The power of curiosity to contribute not only to high achievement, but also to a fulfilling existence, cannot be emphasized enough. Curiosity can be defined as “the recognition, pursuit, and intense desire to explore, novel, challenging, and uncertain events.” In recent years, curiosity has been linked to happiness, creativity, satisfying intimate relationships, increased personal growth after traumatic experiences, and increased meaning in life. In the school context, conceptualized as a “character strength,” curiosity has also received heightened research attention. Having a “hungry mind” has been shown to be a core determinant of academic achievement, rivaling the prediction power of IQ.
Yet in actual schools, curiosity is drastically underappreciated. As Susan Engel has documented in her book, The Hungry Mind, amidst the country’s standardized testing mania, schools are missing what really matters about learning: The desire to learn in the first place. As she notes, teachers rarely encourage curiosity in the classroom—even though we are all born with an abundance of curiosity, and this innate drive for exploration could be built upon in all students.

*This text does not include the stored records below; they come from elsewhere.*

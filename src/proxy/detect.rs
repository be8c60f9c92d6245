//! Proxy type auto-detection
//!
//! Tries cheap variants of each probe against a well-known host, in the
//! order SOCKS5, SOCKS4, HTTPS, HTTP. The first protocol that answers wins.

use crate::error::ProbeError;
use crate::proxy::models::ProxyKind;
use crate::proxy::probe::{connect_tcp, socks4_connect, socks5_connect, HostPort};
use reqwest::{Client, Method, Proxy as ReqwestProxy};
use std::time::Duration;
use tracing::debug;

/// Host every quick check talks to
pub const DEFAULT_DETECT_HOST: &str = "www.google.com";

/// Fixed destination of the raw SOCKS4 check; SOCKS4 has no hostname support
const SOCKS4_DETECT_ADDR: (&str, u16) = ("8.8.8.8", 80);

/// Auto-detector configuration
#[derive(Debug, Clone)]
pub struct Detector {
    probe_host: String,
    timeout: Duration,
}

impl Detector {
    pub fn new(timeout: Duration) -> Self {
        Self {
            probe_host: DEFAULT_DETECT_HOST.to_string(),
            timeout,
        }
    }

    pub fn with_probe_host(mut self, host: impl Into<String>) -> Self {
        self.probe_host = host.into();
        self
    }

    /// Classify `endpoint`. Every quick check gets the full timeout.
    pub async fn detect(&self, endpoint: &str) -> Result<ProxyKind, ProbeError> {
        let proxy = HostPort::parse(endpoint)?;

        for kind in [
            ProxyKind::Socks5,
            ProxyKind::Socks4,
            ProxyKind::Https,
            ProxyKind::Http,
        ] {
            let attempt = async {
                match kind {
                    ProxyKind::Socks5 => self.check_socks5(&proxy).await,
                    ProxyKind::Socks4 => self.check_socks4(&proxy).await,
                    _ => self.check_http(kind, &proxy).await,
                }
            };
            let answered = match tokio::time::timeout(self.timeout, attempt).await {
                Ok(Ok(())) => true,
                Ok(Err(e)) => {
                    debug!(%proxy, %kind, "quick check failed: {}", e);
                    false
                }
                Err(_) => {
                    debug!(%proxy, %kind, "quick check timed out");
                    false
                }
            };
            if answered {
                debug!(%proxy, %kind, "detected");
                return Ok(kind);
            }
        }

        Err(ProbeError::DetectionFailed)
    }

    async fn check_socks5(&self, proxy: &HostPort) -> Result<(), ProbeError> {
        let stream = connect_tcp(proxy, self.timeout).await?;
        socks5_connect(stream, &HostPort::new(self.probe_host.clone(), 80)).await?;
        Ok(())
    }

    async fn check_socks4(&self, proxy: &HostPort) -> Result<(), ProbeError> {
        let (host, port) = SOCKS4_DETECT_ADDR;
        let stream = connect_tcp(proxy, self.timeout).await?;
        socks4_connect(stream, &HostPort::new(host, port)).await?;
        Ok(())
    }

    /// HEAD through the proxy; any status below 500 means it forwarded the request
    async fn check_http(&self, kind: ProxyKind, proxy: &HostPort) -> Result<(), ProbeError> {
        let scheme = if kind == ProxyKind::Https { "https" } else { "http" };
        let client = self.create_client(proxy)?;
        let response = client
            .request(Method::HEAD, format!("{}://{}", scheme, self.probe_host))
            .send()
            .await
            .map_err(|e| ProbeError::connection("request failed", e))?;

        let status = response.status().as_u16();
        if (200..500).contains(&status) {
            Ok(())
        } else {
            Err(ProbeError::ConnectionFailed(format!("HTTP status: {}", status)))
        }
    }

    fn create_client(&self, proxy: &HostPort) -> Result<Client, ProbeError> {
        let reqwest_proxy = ReqwestProxy::all(format!("http://{}", proxy))
            .map_err(|e| ProbeError::InvalidFormat(format!("{}: {}", proxy, e)))?;

        Client::builder()
            .proxy(reqwest_proxy)
            .timeout(self.timeout)
            .redirect(reqwest::redirect::Policy::none())
            .build()
            .map_err(|e| ProbeError::connection("failed to build client", e))
    }
}

/// Detect with the default probe host
pub async fn detect(endpoint: &str, timeout: Duration) -> Result<ProxyKind, ProbeError> {
    Detector::new(timeout).detect(endpoint).await
}
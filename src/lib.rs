//! Soxy Check - concurrent proxy validator
//!
//! Checks large batches of HTTP, HTTPS, SOCKS4 and SOCKS5 proxies for
//! liveness, latency and egress IP, with pause, resume and stop control
//! over a running batch.

pub mod error;
pub mod proxy;
pub mod settings;
pub mod tui;

pub use error::{ProbeError, StateError};
pub use proxy::*;

/// Application result type
pub type Result<T> = anyhow::Result<T>;

/// Install the global tracing subscriber.
///
/// `RUST_LOG` wins when set; otherwise `verbosity` picks the crate level
/// (0 = info, 1 = debug, 2+ = trace). Output goes to stderr so it never
/// mixes with exported results.
pub fn init_logger(verbosity: u8) {
    use tracing_subscriber::{fmt, EnvFilter};

    let level = match verbosity {
        0 => "info",
        1 => "debug",
        _ => "trace",
    };
    let filter = EnvFilter::try_from_default_env()
        .unwrap_or_else(|_| EnvFilter::new(format!("soxy_check={}", level)));

    let _ = fmt()
        .with_env_filter(filter)
        .with_target(true)
        .with_writer(std::io::stderr)
        .try_init();
}
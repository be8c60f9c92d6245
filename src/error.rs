//! Error types for probing and run control

use crate::proxy::models::{ProbeOutcome, ProxyKind};
use thiserror::Error;

/// Failure of a single probe or detection attempt.
///
/// These never escape a worker: the orchestrator folds them into a terminal
/// result and moves on to the next endpoint.
#[derive(Error, Debug, Clone, PartialEq, Eq)]
pub enum ProbeError {
    /// The endpoint is not a `host:port` pair
    #[error("invalid proxy format: {0}")]
    InvalidFormat(String),

    /// The kind cannot be probed (e.g. `auto` or `unknown` reached the probe layer)
    #[error("unsupported proxy type: {0}")]
    UnsupportedKind(ProxyKind),

    /// Transport level failure talking to the proxy, the upstream or the target
    #[error("proxy connection failed: {0}")]
    ConnectionFailed(String),

    /// The target answered with a blank body
    #[error("empty response from endpoint")]
    EmptyResponse,

    /// Chaining an upstream proxy in front of a SOCKS candidate
    #[error("upstream proxy not supported for {0} checks")]
    UpstreamUnsupported(ProxyKind),

    /// None of the protocols answered during auto-detection
    #[error("could not detect proxy type")]
    DetectionFailed,
}

impl ProbeError {
    pub(crate) fn connection(context: &str, err: impl std::fmt::Display) -> Self {
        ProbeError::ConnectionFailed(format!("{}: {}", context, err))
    }

    /// Whether the failure comes from the input rather than the proxy itself
    pub fn is_configuration(&self) -> bool {
        matches!(
            self,
            ProbeError::InvalidFormat(_)
                | ProbeError::UnsupportedKind(_)
                | ProbeError::UpstreamUnsupported(_)
        )
    }
}

/// A control operation or result transition attempted in the wrong state
#[derive(Error, Debug, Clone, PartialEq, Eq)]
pub enum StateError {
    #[error("check already in progress")]
    AlreadyRunning,

    #[error("no check in progress")]
    NotRunning,

    #[error("check already paused")]
    AlreadyPaused,

    #[error("check not paused")]
    NotPaused,

    #[error("cannot clear results while check is running; stop or pause first")]
    ClearWhileRunning,

    #[error("invalid status transition: {from} -> {to}")]
    InvalidTransition { from: ProbeOutcome, to: ProbeOutcome },
}

#[cfg(test)]
mod tests {
    use super::*;

    #[test]
    fn test_probe_error_messages() {
        assert_eq!(
            ProbeError::InvalidFormat("not-an-address".to_string()).to_string(),
            "invalid proxy format: not-an-address"
        );
        assert_eq!(
            ProbeError::UpstreamUnsupported(ProxyKind::Socks5).to_string(),
            "upstream proxy not supported for socks5 checks"
        );
        assert_eq!(ProbeError::EmptyResponse.to_string(), "empty response from endpoint");
    }

    #[test]
    fn test_configuration_classification() {
        assert!(ProbeError::InvalidFormat(String::new()).is_configuration());
        assert!(ProbeError::UnsupportedKind(ProxyKind::Auto).is_configuration());
        assert!(!ProbeError::EmptyResponse.is_configuration());
        assert!(!ProbeError::ConnectionFailed("refused".to_string()).is_configuration());
    }

    #[test]
    fn test_transition_message() {
        let err = StateError::InvalidTransition {
            from: ProbeOutcome::Live,
            to: ProbeOutcome::Checking,
        };
        assert_eq!(err.to_string(), "invalid status transition: live -> checking");
    }
}
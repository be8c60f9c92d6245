//! Upstream proxy chaining
//!
//! Every probe connection is opened by a [`Dialer`]. A direct dialer opens a
//! TCP socket; a chained dialer first reaches the upstream proxy and asks it
//! for a tunnel to the candidate.

use super::socks::{socks4_connect, socks5_connect};
use super::transport::{connect_tcp, http_connect, wrap_tls};
use super::{BoxedStream, HostPort};
use crate::error::ProbeError;
use crate::proxy::models::ProxyKind;
use serde::{Deserialize, Serialize};
use std::fmt;
use std::time::{Duration, Instant};
use tracing::debug;

/// An intermediary the candidate proxy is reached through
#[derive(Debug, Clone, PartialEq, Eq, Serialize, Deserialize)]
pub struct UpstreamProxy {
    /// `host:port`
    pub address: String,
    pub kind: ProxyKind,
}

impl UpstreamProxy {
    pub fn new(address: impl Into<String>, kind: ProxyKind) -> Self {
        Self {
            address: address.into(),
            kind,
        }
    }

    /// Probe `target` through this upstream alone.
    ///
    /// Returns the egress IP and the round trip in milliseconds.
    pub async fn test_connection(
        &self,
        target: &str,
        timeout: Duration,
    ) -> Result<(Option<String>, u64), ProbeError> {
        let start = Instant::now();
        let egress = super::probe(self.kind, &self.address, target, timeout, None).await?;
        Ok((egress, start.elapsed().as_millis() as u64))
    }
}

impl fmt::Display for UpstreamProxy {
    fn fmt(&self, f: &mut fmt::Formatter<'_>) -> fmt::Result {
        write!(f, "{}://{}", self.kind, self.address)
    }
}

#[derive(Debug, Clone)]
enum Route {
    Direct,
    Http { proxy: HostPort, tls: bool },
    Socks4(HostPort),
    Socks5(HostPort),
}

/// Opens connections either directly or through an upstream proxy
#[derive(Debug, Clone)]
pub struct Dialer {
    route: Route,
    timeout: Duration,
}

impl Dialer {
    pub fn direct(timeout: Duration) -> Self {
        Self {
            route: Route::Direct,
            timeout,
        }
    }

    pub fn through(upstream: &UpstreamProxy, timeout: Duration) -> Result<Self, ProbeError> {
        let proxy = HostPort::parse(&upstream.address)?;
        let route = match upstream.kind {
            ProxyKind::Http => Route::Http { proxy, tls: false },
            ProxyKind::Https => Route::Http { proxy, tls: true },
            ProxyKind::Socks4 => Route::Socks4(proxy),
            ProxyKind::Socks5 => Route::Socks5(proxy),
            other => return Err(ProbeError::UnsupportedKind(other)),
        };
        Ok(Self { route, timeout })
    }

    pub fn is_chained(&self) -> bool {
        !matches!(self.route, Route::Direct)
    }

    /// Open a stream that ends at `addr`
    pub async fn dial(&self, addr: &HostPort) -> Result<BoxedStream, ProbeError> {
        match &self.route {
            Route::Direct => connect_tcp(addr, self.timeout).await,
            Route::Http { proxy, tls } => {
                let mut stream = connect_tcp(proxy, self.timeout).await?;
                if *tls {
                    stream = wrap_tls(stream, &proxy.host).await?;
                }
                debug!(upstream = %proxy, %addr, "chaining through http upstream");
                http_connect(stream, addr).await
            }
            Route::Socks4(proxy) => {
                let stream = connect_tcp(proxy, self.timeout).await?;
                debug!(upstream = %proxy, %addr, "chaining through socks4 upstream");
                socks4_connect(stream, addr).await
            }
            Route::Socks5(proxy) => {
                let stream = connect_tcp(proxy, self.timeout).await?;
                debug!(upstream = %proxy, %addr, "chaining through socks5 upstream");
                socks5_connect(stream, addr).await
            }
        }
    }
}

#[cfg(test)]
mod tests {
    use super::*;

    #[test]
    fn test_upstream_display() {
        let upstream = UpstreamProxy::new("10.0.0.1:3128", ProxyKind::Http);
        assert_eq!(upstream.to_string(), "http://10.0.0.1:3128");
    }

    #[test]
    fn test_dialer_routes() {
        let timeout = Duration::from_secs(1);
        assert!(!Dialer::direct(timeout).is_chained());

        let socks = UpstreamProxy::new("10.0.0.1:1080", ProxyKind::Socks5);
        assert!(Dialer::through(&socks, timeout).unwrap().is_chained());
    }

    #[test]
    fn test_dialer_rejects_bad_upstream() {
        let timeout = Duration::from_secs(1);
        let auto = UpstreamProxy::new("10.0.0.1:1080", ProxyKind::Auto);
        assert_eq!(
            Dialer::through(&auto, timeout).unwrap_err(),
            ProbeError::UnsupportedKind(ProxyKind::Auto)
        );

        let malformed = UpstreamProxy::new("nowhere", ProxyKind::Http);
        assert_eq!(
            Dialer::through(&malformed, timeout).unwrap_err(),
            ProbeError::InvalidFormat("nowhere".to_string())
        );
    }

    #[tokio::test]
    async fn test_direct_dial_refused() {
        let err = Dialer::direct(Duration::from_secs(2))
            .dial(&HostPort::new("127.0.0.1", 1))
            .await
            .err()
            .unwrap();
        assert!(matches!(err, ProbeError::ConnectionFailed(_)));
    }
}
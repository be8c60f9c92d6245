//! Streams, TLS and HTTP plumbing shared by the probes

use super::{HostPort, ACCEPT, ACCEPT_LANGUAGE, USER_AGENT};
use crate::error::ProbeError;
use hyper::header::{self, HeaderValue};
use hyper::{Body, Method, Request};
use std::time::Duration;
use tokio::io::{AsyncRead, AsyncReadExt, AsyncWrite, AsyncWriteExt};
use tokio::net::TcpStream;
use tracing::debug;

/// Longest response head accepted from a proxy answering CONNECT
const MAX_CONNECT_RESPONSE: usize = 8 * 1024;

/// Any bidirectional byte stream a probe can speak through
pub trait ProxyStream: AsyncRead + AsyncWrite + Unpin + Send {}

impl<T> ProxyStream for T where T: AsyncRead + AsyncWrite + Unpin + Send {}

pub type BoxedStream = Box<dyn ProxyStream>;

/// Open a plain TCP connection
pub(crate) async fn connect_tcp(addr: &HostPort, timeout: Duration) -> Result<BoxedStream, ProbeError> {
    let stream = tokio::time::timeout(timeout, TcpStream::connect((addr.host.as_str(), addr.port)))
        .await
        .map_err(|_| ProbeError::ConnectionFailed(format!("connect to {} timed out", addr)))?
        .map_err(|e| ProbeError::connection(&format!("connect to {}", addr), e))?;
    let _ = stream.set_nodelay(true);
    Ok(Box::new(stream))
}

/// Run a TLS handshake on top of an existing stream
pub(crate) async fn wrap_tls(stream: BoxedStream, domain: &str) -> Result<BoxedStream, ProbeError> {
    let connector = native_tls::TlsConnector::new()
        .map_err(|e| ProbeError::connection("failed to build TLS connector", e))?;
    let connector = tokio_native_tls::TlsConnector::from(connector);
    let stream = connector
        .connect(domain, stream)
        .await
        .map_err(|e| ProbeError::connection(&format!("TLS handshake with {} failed", domain), e))?;
    Ok(Box::new(stream))
}

/// Ask an HTTP proxy to open a tunnel to `target`
pub(crate) async fn http_connect(
    mut stream: BoxedStream,
    target: &HostPort,
) -> Result<BoxedStream, ProbeError> {
    let request = format!(
        "CONNECT {0} HTTP/1.1\r\nHost: {0}\r\nUser-Agent: {1}\r\nProxy-Connection: keep-alive\r\n\r\n",
        target, USER_AGENT
    );
    stream
        .write_all(request.as_bytes())
        .await
        .map_err(|e| ProbeError::connection("failed to send CONNECT", e))?;

    let head = read_response_head(&mut stream).await?;
    let status = parse_status_code(&head)?;
    if !(200..300).contains(&status) {
        return Err(ProbeError::ConnectionFailed(format!(
            "CONNECT {} rejected with status {}",
            target, status
        )));
    }

    debug!(%target, status, "tunnel established");
    Ok(stream)
}

/// Read up to and including the blank line that ends a response head.
///
/// Reads byte by byte so nothing after the head is consumed.
async fn read_response_head(stream: &mut BoxedStream) -> Result<String, ProbeError> {
    let mut head = Vec::with_capacity(256);
    let mut byte = [0u8; 1];

    while !head.ends_with(b"\r\n\r\n") {
        if head.len() >= MAX_CONNECT_RESPONSE {
            return Err(ProbeError::ConnectionFailed(
                "CONNECT response head too large".to_string(),
            ));
        }
        let read = stream
            .read(&mut byte)
            .await
            .map_err(|e| ProbeError::connection("failed to read CONNECT response", e))?;
        if read == 0 {
            return Err(ProbeError::ConnectionFailed(
                "proxy closed the connection during CONNECT".to_string(),
            ));
        }
        head.push(byte[0]);
    }

    Ok(String::from_utf8_lossy(&head).into_owned())
}

fn parse_status_code(head: &str) -> Result<u16, ProbeError> {
    let status_line = head.lines().next().unwrap_or_default();
    let mut parts = status_line.split_whitespace();
    match (parts.next(), parts.next()) {
        (Some(version), Some(code)) if version.starts_with("HTTP/") => code
            .parse()
            .map_err(|_| ProbeError::ConnectionFailed(format!("malformed status line: {}", status_line))),
        _ => Err(ProbeError::ConnectionFailed(format!(
            "malformed status line: {}",
            status_line
        ))),
    }
}

/// Send a GET over `stream` and return the trimmed body.
///
/// `uri` is written as the request target verbatim: origin-form for a
/// direct tunnel, absolute-form when the stream ends at an HTTP proxy.
pub(crate) async fn fetch_body(stream: BoxedStream, uri: &str, host: &str) -> Result<String, ProbeError> {
    let (mut sender, connection) = hyper::client::conn::handshake(stream)
        .await
        .map_err(|e| ProbeError::connection("HTTP handshake failed", e))?;
    tokio::spawn(async move {
        if let Err(e) = connection.await {
            debug!("probe connection closed: {}", e);
        }
    });

    let request = Request::builder()
        .method(Method::GET)
        .uri(uri)
        .header(header::HOST, host)
        .header(header::USER_AGENT, HeaderValue::from_static(USER_AGENT))
        .header(header::ACCEPT, HeaderValue::from_static(ACCEPT))
        .header(header::ACCEPT_LANGUAGE, HeaderValue::from_static(ACCEPT_LANGUAGE))
        .header(header::CONNECTION, HeaderValue::from_static("keep-alive"))
        .header(header::UPGRADE_INSECURE_REQUESTS, HeaderValue::from_static("1"))
        .body(Body::empty())
        .map_err(|e| ProbeError::connection("failed to create request", e))?;

    let response = sender
        .send_request(request)
        .await
        .map_err(|e| ProbeError::connection("request failed", e))?;
    debug!(status = %response.status(), "probe response");

    let body = hyper::body::to_bytes(response.into_body())
        .await
        .map_err(|e| ProbeError::connection("failed to read response", e))?;
    egress_from_body(&body)
}

/// The target is expected to echo the caller's address as its body
pub(crate) fn egress_from_body(body: &[u8]) -> Result<String, ProbeError> {
    let text = String::from_utf8_lossy(body).trim().to_string();
    if text.is_empty() {
        return Err(ProbeError::EmptyResponse);
    }
    Ok(text)
}
//! Proxy data models

use crate::error::StateError;
use chrono::{DateTime, Utc};
use serde::{Deserialize, Serialize};
use std::fmt;
use std::str::FromStr;
use thiserror::Error;

/// Proxy kind enumeration
///
/// `Auto` only appears in requests, `Unknown` only in results where
/// detection gave up.
#[derive(
    Debug, Clone, Copy, PartialEq, Eq, Hash, PartialOrd, Ord, Serialize, Deserialize, Default,
)]
#[serde(rename_all = "lowercase")]
pub enum ProxyKind {
    Auto,
    #[default]
    Http,
    Https,
    Socks4,
    Socks5,
    Unknown,
}

impl ProxyKind {
    /// Kinds that have a probe behind them
    pub const CONCRETE: [ProxyKind; 4] = [
        ProxyKind::Http,
        ProxyKind::Https,
        ProxyKind::Socks4,
        ProxyKind::Socks5,
    ];

    pub fn as_str(&self) -> &'static str {
        match self {
            ProxyKind::Auto => "auto",
            ProxyKind::Http => "http",
            ProxyKind::Https => "https",
            ProxyKind::Socks4 => "socks4",
            ProxyKind::Socks5 => "socks5",
            ProxyKind::Unknown => "unknown",
        }
    }

    pub fn is_concrete(&self) -> bool {
        Self::CONCRETE.contains(self)
    }
}

impl fmt::Display for ProxyKind {
    fn fmt(&self, f: &mut fmt::Formatter<'_>) -> fmt::Result {
        f.write_str(self.as_str())
    }
}

#[derive(Error, Debug, Clone, PartialEq, Eq)]
#[error("invalid proxy type: {0}. Use: auto, http, https, socks4, socks5")]
pub struct ParseKindError(String);

impl FromStr for ProxyKind {
    type Err = ParseKindError;

    fn from_str(s: &str) -> Result<Self, Self::Err> {
        match s.trim().to_lowercase().as_str() {
            "auto" => Ok(ProxyKind::Auto),
            "http" => Ok(ProxyKind::Http),
            "https" => Ok(ProxyKind::Https),
            "socks4" => Ok(ProxyKind::Socks4),
            "socks5" => Ok(ProxyKind::Socks5),
            "unknown" => Ok(ProxyKind::Unknown),
            _ => Err(ParseKindError(s.to_string())),
        }
    }
}

/// Lifecycle of a single check
#[derive(Debug, Clone, Copy, PartialEq, Eq, Hash, Serialize, Deserialize)]
#[serde(rename_all = "lowercase")]
pub enum ProbeOutcome {
    Pending,
    Checking,
    Live,
    Dead,
    Error,
}

impl ProbeOutcome {
    pub fn is_terminal(&self) -> bool {
        matches!(self, ProbeOutcome::Live | ProbeOutcome::Dead | ProbeOutcome::Error)
    }

    fn can_become(&self, next: ProbeOutcome) -> bool {
        match self {
            ProbeOutcome::Pending => next == ProbeOutcome::Checking,
            ProbeOutcome::Checking => next.is_terminal(),
            _ => false,
        }
    }
}

impl fmt::Display for ProbeOutcome {
    fn fmt(&self, f: &mut fmt::Formatter<'_>) -> fmt::Result {
        let s = match self {
            ProbeOutcome::Pending => "pending",
            ProbeOutcome::Checking => "checking",
            ProbeOutcome::Live => "live",
            ProbeOutcome::Dead => "dead",
            ProbeOutcome::Error => "error",
        };
        f.write_str(s)
    }
}

/// Outcome of checking one proxy endpoint
#[derive(Debug, Clone, PartialEq, Serialize, Deserialize)]
#[serde(rename_all = "camelCase")]
pub struct ProxyResult {
    /// Endpoint in `host:port` form
    pub endpoint: String,
    /// Declared or detected kind
    pub kind: ProxyKind,
    pub outcome: ProbeOutcome,
    /// Round trip of the probe in milliseconds, only set for live results
    pub latency_ms: u64,
    /// Address the target saw the request coming from
    pub egress_ip: Option<String>,
    /// Filled in by an external geolocation lookup
    pub country: Option<String>,
    pub country_code: Option<String>,
    pub error: Option<String>,
    /// Time of the last status change
    pub checked_at: DateTime<Utc>,
    /// Whether the proxy hides the client address, from external enrichment
    pub anonymous: bool,
    /// Set when a TLS exchange went through the proxy
    pub supports_https: bool,
}

impl ProxyResult {
    /// Create a pending result for an endpoint
    pub fn pending(endpoint: impl Into<String>, kind: ProxyKind) -> Self {
        Self {
            endpoint: endpoint.into(),
            kind,
            outcome: ProbeOutcome::Pending,
            latency_ms: 0,
            egress_ip: None,
            country: None,
            country_code: None,
            error: None,
            checked_at: Utc::now(),
            anonymous: false,
            supports_https: false,
        }
    }

    fn transition(&mut self, to: ProbeOutcome) -> Result<(), StateError> {
        if !self.outcome.can_become(to) {
            return Err(StateError::InvalidTransition {
                from: self.outcome,
                to,
            });
        }
        self.outcome = to;
        self.checked_at = Utc::now();
        Ok(())
    }

    pub fn mark_checking(&mut self) -> Result<(), StateError> {
        self.transition(ProbeOutcome::Checking)
    }

    pub fn set_live(&mut self, latency_ms: u64, egress_ip: Option<String>) -> Result<(), StateError> {
        self.transition(ProbeOutcome::Live)?;
        self.latency_ms = latency_ms;
        self.egress_ip = egress_ip;
        self.error = None;
        Ok(())
    }

    pub fn set_dead(&mut self, error: impl Into<String>) -> Result<(), StateError> {
        self.transition(ProbeOutcome::Dead)?;
        self.error = Some(error.into());
        Ok(())
    }

    pub fn set_error(&mut self, error: impl Into<String>) -> Result<(), StateError> {
        self.transition(ProbeOutcome::Error)?;
        self.error = Some(error.into());
        Ok(())
    }

    /// Record the detected kind. Rejected once the result is terminal.
    pub fn set_kind(&mut self, kind: ProxyKind) -> Result<(), StateError> {
        if self.outcome.is_terminal() {
            return Err(StateError::InvalidTransition {
                from: self.outcome,
                to: self.outcome,
            });
        }
        self.kind = kind;
        self.checked_at = Utc::now();
        Ok(())
    }

    pub fn set_geo_info(&mut self, country: impl Into<String>, country_code: impl Into<String>) {
        self.country = Some(country.into());
        self.country_code = Some(country_code.into());
    }

    pub fn set_anonymous(&mut self, anonymous: bool) {
        self.anonymous = anonymous;
    }

    pub fn set_supports_https(&mut self, supports_https: bool) {
        self.supports_https = supports_https;
    }

    pub fn is_live(&self) -> bool {
        self.outcome == ProbeOutcome::Live
    }

    /// `kind://host:port`
    pub fn to_kind_string(&self) -> String {
        format!("{}://{}", self.kind, self.endpoint)
    }
}

/// Read-only views over a set of results. Every view returns a new collection.
pub trait ResultSetExt {
    fn filter_by_outcome(&self, outcome: ProbeOutcome) -> Vec<ProxyResult>;
    fn filter_by_kind(&self, kind: ProxyKind) -> Vec<ProxyResult>;
    fn live_endpoints(&self) -> Vec<String>;
    fn live_endpoints_with_kind(&self) -> Vec<String>;
}

impl ResultSetExt for [ProxyResult] {
    fn filter_by_outcome(&self, outcome: ProbeOutcome) -> Vec<ProxyResult> {
        self.iter().filter(|r| r.outcome == outcome).cloned().collect()
    }

    fn filter_by_kind(&self, kind: ProxyKind) -> Vec<ProxyResult> {
        self.iter().filter(|r| r.kind == kind).cloned().collect()
    }

    fn live_endpoints(&self) -> Vec<String> {
        self.iter()
            .filter(|r| r.is_live())
            .map(|r| r.endpoint.clone())
            .collect()
    }

    fn live_endpoints_with_kind(&self) -> Vec<String> {
        self.iter()
            .filter(|r| r.is_live())
            .map(ProxyResult::to_kind_string)
            .collect()
    }
}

Curiously (pun intended), curiosity is also virtually absent from the field of gifted-and-talented education. A recent survey of required identification methods across all states found that only three considered motivation a part of giftedness. IQ, on the other hand, is required by 45 states, while 39 require standardized tests of achievement.
Emphasis mine. One-size-fits, top-down reforms are curiosity killers.
Frankly, this is something that parents need to foster at an early age, but teachers can help as well. Kaufman continues:
Stimulating classroom activities are those that offer novelty, surprise, and complexity, allowing greater autonomy and student choice; they also encourage students to ask questions, question assumptions, and achieve mastery through revision rather than judgment-day-style testing.
But these experiences happen outside of the classroom as well. The Gottfrieds investigated the role parents play in fostering in their children an affinity for science by exposing them to new experiences that make them curious, for example, like taking them to museums.
Those who promote social-emotional learning may say this is something they are trying to foster. I disagree. Teachers can’t teach it. They certainly can’t grade it. They also shouldn’t test on it. They can, however, not kill it.
Killing curiosity is exactly what Common Core and the standardized testing scheme does.